Scan the entries for the word "NodeStats" and return every line that has it.

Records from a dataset
□ □ □ □ □ □ □

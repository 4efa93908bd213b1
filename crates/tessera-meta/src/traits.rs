//! Core trait for manifest storage.

use tessera_types::BlockKey;

use crate::error::MetaError;

/// Trait for recording the ordered block list of each named file.
#[async_trait::async_trait]
pub trait ManifestStore: Send + Sync {
    /// Atomically record `keys` as the manifest for `filename`, replacing
    /// any previous one.
    async fn save(&self, filename: &str, keys: &[BlockKey]) -> Result<(), MetaError>;

    /// Load the manifest for `filename`.
    ///
    /// Returns [`MetaError::NotFound`] if the file was never ingested.
    async fn load(&self, filename: &str) -> Result<Vec<BlockKey>, MetaError>;

    /// List every filename with a manifest, sorted.
    async fn list(&self) -> Result<Vec<String>, MetaError>;
}
//! In-memory keyword → filename inverted index.
//!
//! [`KeywordIndex`] is fed one block at a time during ingest and answers
//! exact-keyword membership queries. Keywords are lowercased, split on any
//! non-alphanumeric character, and must be at least [`MIN_KEYWORD_LEN`]
//! characters long.
//!
//! Indexing is block-local: a word straddling two blocks is seen as two
//! fragments and is not indexed as a whole. Entries are never removed, so
//! a filename re-ingested with different content keeps the keywords of its
//! earlier versions.

use std::collections::{HashMap, HashSet};
use std::sync::RwLock;

use tracing::trace;

/// Shortest token, in characters, that is indexed.
pub const MIN_KEYWORD_LEN: usize = 3;

/// Split text into normalized keywords.
///
/// Lowercases, splits on every non-alphanumeric character and drops tokens
/// shorter than [`MIN_KEYWORD_LEN`]. Duplicates are preserved.
pub fn tokenize(text: &str) -> impl Iterator<Item = String> + '_ {
    text.split(|c: char| !c.is_alphanumeric())
        .filter(|token| token.chars().count() >= MIN_KEYWORD_LEN)
        .map(str::to_lowercase)
}

/// Normalize a query keyword the same way indexed tokens are.
pub fn normalize_keyword(keyword: &str) -> String {
    keyword.trim().to_lowercase()
}

/// Keyword → set of filenames, guarded by a single `RwLock`.
///
/// Lookups share the lock; every insertion takes it exclusively.
#[derive(Default)]
pub struct KeywordIndex {
    entries: RwLock<HashMap<String, HashSet<String>>>,
}

impl KeywordIndex {
    /// Create an empty index.
    pub fn new() -> Self {
        Self::default()
    }

    /// Index one block of `filename`'s content.
    ///
    /// The bytes are decoded as UTF-8; invalid sequences become U+FFFD,
    /// which acts as a separator. Returns the number of keywords that
    /// gained `filename` as a new member.
    pub fn index(&self, filename: &str, block: &[u8]) -> usize {
        let text = String::from_utf8_lossy(block);
        let tokens: HashSet<String> = tokenize(&text).collect();
        if tokens.is_empty() {
            return 0;
        }

        let mut entries = self.entries.write().expect("lock poisoned");
        let mut added = 0;
        for token in tokens {
            let files = entries.entry(token).or_default();
            if !files.contains(filename) {
                files.insert(filename.to_string());
                added += 1;
            }
        }
        trace!(filename, added, "indexed block");
        added
    }

    /// Filenames whose content contained `keyword`, sorted.
    ///
    /// Returns an empty vec for unseen keywords.
    pub fn lookup(&self, keyword: &str) -> Vec<String> {
        let keyword = normalize_keyword(keyword);
        let entries = self.entries.read().expect("lock poisoned");
        let mut files: Vec<String> = entries
            .get(&keyword)
            .map(|set| set.iter().cloned().collect())
            .unwrap_or_default();
        files.sort();
        files
    }

    /// Number of distinct keywords.
    pub fn len(&self) -> usize {
        self.entries.read().expect("lock poisoned").len()
    }

    /// Whether nothing has been indexed yet.
    pub fn is_empty(&self) -> bool {
        self.len() == 0
    }
}
//! [`TesseraNode`], the registry object that ties all components together.
//!
//! A `TesseraNode` owns the block store, manifest store and keyword index,
//! and runs the ingest / retrieve / search pipelines against them.

use std::path::Path;
use std::sync::Arc;

use tessera_cas::Chunker;
use tessera_index::{KeywordIndex, normalize_keyword};
use tessera_meta::{FileManifestStore, ManifestStore, MemoryManifestStore};
use tessera_store::{BlockStore, FileStore, MemoryStore, StoreError};
use tessera_types::{DEFAULT_BLOCK_SIZE, validate_filename};
use tokio::io::{AsyncRead, AsyncWrite, AsyncWriteExt};
use tracing::{debug, error, info};

use crate::error::EngineError;

/// Subdirectory of the data dir holding block files.
const BLOCKS_DIR: &str = "blocks";
/// Subdirectory of the data dir holding manifest files.
const MANIFESTS_DIR: &str = "manifests";

/// Configuration for creating a [`TesseraNode`].
#[derive(Debug, Clone)]
pub struct TesseraNodeConfig {
    /// Maximum block size in bytes.
    pub block_size: u32,
}

impl Default for TesseraNodeConfig {
    fn default() -> Self {
        Self {
            block_size: DEFAULT_BLOCK_SIZE,
        }
    }
}

/// Outcome of a successful ingest.
#[derive(Debug, Clone, PartialEq, Eq)]
pub struct IngestReceipt {
    /// Filename the manifest was saved under.
    pub filename: String,
    /// Number of blocks in the manifest.
    pub blocks: usize,
    /// Blocks that were not already in the store when this ingest saw them.
    pub new_blocks: usize,
    /// Total bytes ingested.
    pub bytes: u64,
}

/// Answer to a keyword query.
#[derive(Debug, Clone, PartialEq, Eq)]
pub struct SearchResult {
    /// The normalized keyword that was looked up.
    pub keyword: String,
    /// Matching filenames, sorted.
    pub filenames: Vec<String>,
    /// `filenames.len()`.
    pub count: usize,
}

/// Point-in-time sizes of the node's stores.
#[derive(Debug, Clone, Copy, PartialEq, Eq)]
pub struct NodeStats {
    /// Distinct blocks persisted.
    pub blocks: usize,
    /// Filenames with a manifest.
    pub files: usize,
    /// Distinct keywords indexed since startup.
    pub keywords: usize,
}

/// The node orchestrator.
///
/// Constructed once per process and shared as `Arc<TesseraNode>`. The
/// keyword index lives only in memory and starts empty on every boot.
pub struct TesseraNode {
    /// Content-addressed block storage.
    store: Arc<dyn BlockStore>,
    /// Filename → ordered block keys.
    manifests: Arc<dyn ManifestStore>,
    /// Keyword → filenames.
    index: KeywordIndex,
    /// Fixed-size chunker.
    chunker: Chunker,
}

impl TesseraNode {
    /// Create a node from explicit components.
    pub fn new(
        config: TesseraNodeConfig,
        store: Arc<dyn BlockStore>,
        manifests: Arc<dyn ManifestStore>,
    ) -> Self {
        Self {
            store,
            manifests,
            index: KeywordIndex::new(),
            chunker: Chunker::new(config.block_size),
        }
    }

    /// Open a disk-backed node under `data_dir`.
    ///
    /// Blocks go to `{data_dir}/blocks/{hex}` and manifests to
    /// `{data_dir}/manifests/{filename}.txt`.
    pub fn open(
        config: TesseraNodeConfig,
        data_dir: impl AsRef<Path>,
    ) -> Result<Self, EngineError> {
        let data_dir = data_dir.as_ref();
        let store = FileStore::new(data_dir.join(BLOCKS_DIR))?;
        let manifests = FileManifestStore::new(data_dir.join(MANIFESTS_DIR))?;
        Ok(Self::new(config, Arc::new(store), Arc::new(manifests)))
    }

    /// Create a node that keeps everything in memory.
    pub fn in_memory(config: TesseraNodeConfig) -> Self {
        Self::new(
            config,
            Arc::new(MemoryStore::new()),
            Arc::new(MemoryManifestStore::new()),
        )
    }

    /// Return a reference to the block store.
    pub fn store(&self) -> &Arc<dyn BlockStore> {
        &self.store
    }

    /// Return a reference to the manifest store.
    pub fn manifests(&self) -> &Arc<dyn ManifestStore> {
        &self.manifests
    }

    /// Return a reference to the keyword index.
    pub fn index(&self) -> &KeywordIndex {
        &self.index
    }

    /// Configured maximum block size.
    pub fn block_size(&self) -> u32 {
        self.chunker.block_size()
    }

    // ------------------------------------------------------------------
    // Write path
    // ------------------------------------------------------------------

    /// Ingest an upload: chunk → store each block → index each block →
    /// save the manifest.
    ///
    /// The manifest is only written once the whole stream has been stored.
    /// If reading or storing any block fails, the error is returned and no
    /// manifest is saved; blocks written before the failure stay in the
    /// store, where other files may reuse them.
    pub async fn ingest<R>(&self, filename: &str, reader: R) -> Result<IngestReceipt, EngineError>
    where
        R: AsyncRead + Unpin,
    {
        check_filename(filename)?;
        info!(filename, block_size = self.block_size(), "ingest: starting");

        let mut blocks = self.chunker.blocks(reader);
        let mut keys = Vec::new();
        let mut new_blocks = 0;

        while let Some(block) = blocks.next_block().await? {
            let fresh = !self.store.contains(block.key).await?;
            let key = self.store.put(block.data.clone()).await?;
            self.index.index(filename, &block.data);

            if fresh {
                new_blocks += 1;
            }
            debug!(
                filename,
                %key,
                offset = block.offset,
                size = block.data.len(),
                fresh,
                "ingest: stored block"
            );
            keys.push(key);
        }

        self.manifests.save(filename, &keys).await?;

        let receipt = IngestReceipt {
            filename: filename.to_string(),
            blocks: keys.len(),
            new_blocks,
            bytes: blocks.bytes_read(),
        };
        info!(
            filename,
            blocks = receipt.blocks,
            new_blocks = receipt.new_blocks,
            bytes = receipt.bytes,
            "ingest: complete"
        );
        Ok(receipt)
    }

    // ------------------------------------------------------------------
    // Read path
    // ------------------------------------------------------------------

    /// Reconstruct `filename` into `writer`, block by block in manifest order.
    ///
    /// Returns the number of bytes written. Stops at the first block that
    /// is missing or corrupt; bytes already written to `writer` before that
    /// point cannot be taken back, so callers must discard partial output
    /// on error.
    pub async fn retrieve_to<W>(&self, filename: &str, mut writer: W) -> Result<u64, EngineError>
    where
        W: AsyncWrite + Unpin,
    {
        check_filename(filename)?;
        let keys = self.manifests.load(filename).await?;
        debug!(filename, blocks = keys.len(), "retrieve: loaded manifest");

        let mut written = 0u64;
        for key in keys {
            let data = self.store.get(key).await.map_err(|e| match e {
                StoreError::NotFound(key) => {
                    error!(filename, %key, "retrieve: manifest references missing block");
                    EngineError::MissingBlock {
                        filename: filename.to_string(),
                        key,
                    }
                }
                StoreError::CorruptBlock { expected, actual } => EngineError::CorruptRead {
                    key: expected,
                    actual,
                },
                other => EngineError::Store(other),
            })?;
            writer.write_all(&data).await?;
            written += data.len() as u64;
        }
        writer.flush().await?;

        info!(filename, bytes = written, "retrieve: complete");
        Ok(written)
    }

    /// Reconstruct `filename` into memory.
    ///
    /// Nothing is returned unless every block was read intact.
    pub async fn retrieve(&self, filename: &str) -> Result<Vec<u8>, EngineError> {
        let mut out = Vec::new();
        self.retrieve_to(filename, &mut out).await?;
        Ok(out)
    }

    // ------------------------------------------------------------------
    // Search
    // ------------------------------------------------------------------

    /// Filenames whose ingested content contained `keyword`.
    ///
    /// Includes files that were later re-ingested without the keyword:
    /// index entries are never retracted.
    pub fn search(&self, keyword: &str) -> SearchResult {
        let filenames = self.index.lookup(keyword);
        SearchResult {
            keyword: normalize_keyword(keyword),
            count: filenames.len(),
            filenames,
        }
    }

    // ------------------------------------------------------------------
    // Introspection
    // ------------------------------------------------------------------

    /// Every filename with a manifest, sorted.
    pub async fn list_files(&self) -> Result<Vec<String>, EngineError> {
        Ok(self.manifests.list().await?)
    }

    /// Current store sizes.
    pub async fn stats(&self) -> Result<NodeStats, EngineError> {
        Ok(NodeStats {
            blocks: self.store.list().await?.len(),
            files: self.manifests.list().await?.len(),
            keywords: self.index.len(),
        })
    }
}

fn check_filename(filename: &str) -> Result<(), EngineError> {
    validate_filename(filename)
        .map_err(|reason| EngineError::BadInput(format!("invalid filename {filename:?}: {reason}")))
}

□ □ □ □ □ □ □

Response -
pub struct NodeStats {
    pub async fn stats(&self) -> Result<NodeStats, EngineError> {
        Ok(NodeStats {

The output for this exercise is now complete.